I left my Katiebear for a whole 7 hours today. I had a thing to do in the city, which required me to be without bebe - and so with the help of my mom and the Hubs - I left at 7:30 this morning and didn't return until after 2pm. I think I was stressed about 80% of the time I was away....
Yes I realize how much this makes me sound like a crazy newbie mom - and yet, I admit it because it's true.
I was stressed because she hasn't really taken a bottle as of yet, and all I could think about was how much she'd be crying and sobbing and starving the entire time. Oh - and missing me of course.

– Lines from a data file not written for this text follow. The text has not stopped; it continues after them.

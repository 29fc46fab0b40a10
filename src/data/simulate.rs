//! Deterministic demo-data fabrication.
//!
//! This is the stand-in for a real ingestion collaborator: it builds the
//! same shaped tables the dashboard would feed the pipeline, from a seeded
//! RNG so that two runs with the same seed produce identical reports. The
//! pipeline itself never generates data, and tests use hand-built tables
//! rather than anything in this module.

use chrono::NaiveDate;
use rand::prelude::*;
use rand::rngs::StdRng;

use crate::domain::{columns, Table};
use crate::error::{ReportError, Result};

/// Month labels of the simulated year, in chronological order.
pub const MONTH_LABELS: [&str; 12] = [
    "Gen", "Feb", "Mar", "Apr", "Mag", "Giu", "Lug", "Ago", "Set", "Ott", "Nov", "Dic",
];

/// Labels for the three forecast periods the demo asks for.
pub const FUTURE_LABELS: [&str; 3] = ["Gen 2026", "Feb 2026", "Mar 2026"];

const CATEGORIES: [&str; 5] = [
    "Infrastrutture",
    "Consulenze",
    "Software",
    "Servizi Operativi",
    "Manutenzione",
];

const PROJECTS: [&str; 4] = ["Progetto A", "Progetto B", "Progetto C", "Progetto D"];

const PROJECT_DEADLINES: [(i32, u32, u32); 4] =
    [(2025, 6, 30), (2025, 9, 30), (2025, 12, 31), (2025, 11, 15)];

/// The month index (0-based) where a cost outlier is injected.
pub const OUTLIER_MONTH: usize = 5;
const OUTLIER_COST: f64 = 200_000.0;

/// All fabricated inputs for one demo run.
#[derive(Debug, Clone)]
pub struct SimulatedData {
    /// Monthly costs and revenues, with a per-row expense category.
    pub finance: Table,
    /// Monthly employee turnover rates (%).
    pub turnover: Table,
    /// Per-project budgets, current costs, progress, and deadlines.
    pub projects: Table,
    /// Future period labels handed to the forecaster.
    pub future_labels: Vec<String>,
}

/// Fabricate the demo tables from a seed.
pub fn simulate(seed: u64) -> Result<SimulatedData> {
    let mut rng = StdRng::seed_from_u64(seed);

    let months: Vec<String> = MONTH_LABELS.iter().map(|m| m.to_string()).collect();

    let mut costs: Vec<f64> = (0..months.len())
        .map(|_| rng.gen_range(80_000..120_000) as f64)
        .collect();
    // Force one clear anomaly, as the reference demo does for June.
    costs[OUTLIER_MONTH] = OUTLIER_COST;
    let revenues: Vec<f64> = costs
        .iter()
        .map(|c| c + rng.gen_range(10_000..30_000) as f64)
        .collect();
    let categories: Vec<String> = (0..months.len())
        .map(|_| CATEGORIES[rng.gen_range(0..CATEGORIES.len())].to_string())
        .collect();

    let mut finance = Table::new("Dati Finanziari", months.clone())?;
    finance.insert_column(columns::COST, costs)?;
    finance.insert_column(columns::REVENUE, revenues)?;
    finance.set_categories(categories)?;

    let mut turnover = Table::new("Turnover Dipendenti", months)?;
    turnover.insert_column(
        columns::TURNOVER,
        (0..MONTH_LABELS.len())
            .map(|_| rng.gen_range(5..21) as f64)
            .collect(),
    )?;

    let budgets: Vec<f64> = (0..PROJECTS.len())
        .map(|_| rng.gen_range(200_000..500_000) as f64)
        .collect();
    let current_costs: Vec<f64> = budgets
        .iter()
        .map(|b| (b * rng.gen_range(0.5..1.2)).trunc())
        .collect();
    let progress: Vec<f64> = (0..PROJECTS.len())
        .map(|_| rng.gen_range(30..100) as f64)
        .collect();
    let deadlines = PROJECT_DEADLINES
        .iter()
        .map(|&(y, m, d)| {
            NaiveDate::from_ymd_opt(y, m, d).ok_or_else(|| {
                ReportError::InvalidInput(format!("invalid project deadline {y}-{m}-{d}"))
            })
        })
        .collect::<Result<Vec<_>>>()?;

    let mut projects = Table::new(
        "Commesse",
        PROJECTS.iter().map(|p| p.to_string()).collect(),
    )?;
    projects.insert_column(columns::BUDGET, budgets)?;
    projects.insert_column(columns::CURRENT_COST, current_costs)?;
    projects.insert_column(columns::PROGRESS, progress)?;
    projects.set_deadlines(deadlines)?;

    Ok(SimulatedData {
        finance,
        turnover,
        projects,
        future_labels: FUTURE_LABELS.iter().map(|l| l.to_string()).collect(),
    })
}

#[cfg(test)]
mod tests {
    use super::*;
    use crate::domain::columns;

    #[test]
    fn same_seed_same_tables() {
        let a = simulate(42).unwrap();
        let b = simulate(42).unwrap();
        assert_eq!(a.finance, b.finance);
        assert_eq!(a.turnover, b.turnover);
        assert_eq!(a.projects, b.projects);
    }

    #[test]
    fn outlier_month_is_forced() {
        let data = simulate(7).unwrap();
        let costs = data.finance.column(columns::COST).unwrap();
        assert_eq!(costs[OUTLIER_MONTH], 200_000.0);
        // All other months stay inside the quiet band.
        for (i, &c) in costs.iter().enumerate() {
            if i != OUTLIER_MONTH {
                assert!((80_000.0..120_000.0).contains(&c));
            }
        }
    }

    #[test]
    fn tables_are_aligned_and_complete() {
        let data = simulate(1).unwrap();
        assert_eq!(data.finance.len(), 12);
        assert!(data.finance.categories().is_some());
        assert_eq!(data.turnover.len(), 12);
        assert_eq!(data.projects.len(), 4);
        assert!(data.projects.deadlines().is_some());
        assert_eq!(data.future_labels.len(), 3);
    }
}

So what do you think I arrived home to (after driving 140km/hr across the 407 to get home in record time)?
Silence. Everyone (except my mom) asleep and happy(ish). Apparently Katie did scream a lot. But also had lots of happy moments. And apparently she didn't sleep much at all the entire morning. But she was asleep when I got home (and in fact is still asleep as I write this) (yes, I didn't go wake her up immediately) (yet) - and apparently she took 3 full ounces at one go. At around noon.
Which means she held out for over 4 hours hoping I would come rescue her.... and when she realized it wasn't happening, decided she was hungry enough to take a few ounces.
Don't get me wrong - this makes me happy. I'm glad she wasn't miserable the entire time. And I'm hoping this means she'll be more open to the occasional bottle.
But I also can't wait for her to wake up so I can give her lots of snuggles and tell her just how much I missed her.